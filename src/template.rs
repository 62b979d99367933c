use crate::letters::ALPHABET_LEN;

/// Fixed physical shape a valid card must match.
///
/// Every card of a given print run shares these counts, so the validator
/// takes a template rather than hard-coding them.
#[derive(Debug, Clone)]
pub struct CardTemplate {
    pub word_count: usize,
    pub word_letter_count: usize,
    pub good_letter_count: usize,
    pub bonus_length: usize,
    pub bonus_distinct_letters: usize,
    /// Expected number of words per word length. Lengths not listed here are
    /// unconstrained.
    pub word_length_distribution: &'static [(usize, usize)],
}

impl CardTemplate {
    /// The standard card: 19 grid words totalling 97 letters, 20 revealed good
    /// letters (leaving 6 bad), and a 6-letter bonus word with 5 distinct
    /// letters.
    pub const STANDARD: CardTemplate = CardTemplate {
        word_count: 19,
        word_letter_count: 97,
        good_letter_count: 20,
        bonus_length: 6,
        bonus_distinct_letters: 5,
        word_length_distribution: &[(3, 4), (4, 5), (5, 3), (6, 3), (7, 1), (8, 2), (9, 1)],
    };

    /// Number of bad letters implied by the good-letter count.
    pub fn bad_letter_count(&self) -> usize {
        ALPHABET_LEN - self.good_letter_count
    }
}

----------------------------------------

◆ **Task goal**
Each entry is to be retyped precisely as it stands.

◆ **Written answer**
filename src/template.rs
repository 62b979d99367933c
use crate::letters::ALPHABET_LEN;

/// Fixed physical shape a valid card must match.
///
/// Every card of a given print run shares these counts, so the validator
/// takes a template rather than hard-coding them.
#[derive(Debug, Clone)]
pub struct CardTemplate {
    pub word_count: usize,
    pub word_letter_count: usize,
    pub good_letter_count: usize,
    pub bonus_length: usize,
    pub bonus_distinct_letters: usize,
    /// Expected number of words per word length. Lengths not listed here are
    /// unconstrained.
    pub word_length_distribution: &'static [(usize, usize)],
}

impl CardTemplate {
    /// The standard card: 19 grid words totalling 97 letters, 20 revealed good
    /// letters (leaving 6 bad), and a 6-letter bonus word with 5 distinct
    /// letters.
    pub const STANDARD: CardTemplate = CardTemplate {
        word_count: 19,
        word_letter_count: 97,
        good_letter_count: 20,
        bonus_length: 6,
        bonus_distinct_letters: 5,
        word_length_distribution: &[(3, 4), (4, 5), (5, 3), (6, 3), (7, 1), (8, 2), (9, 1)],
    };

    /// Number of bad letters implied by the good-letter count.
    pub fn bad_letter_count(&self) -> usize {
        ALPHABET_LEN - self.good_letter_count
    }
}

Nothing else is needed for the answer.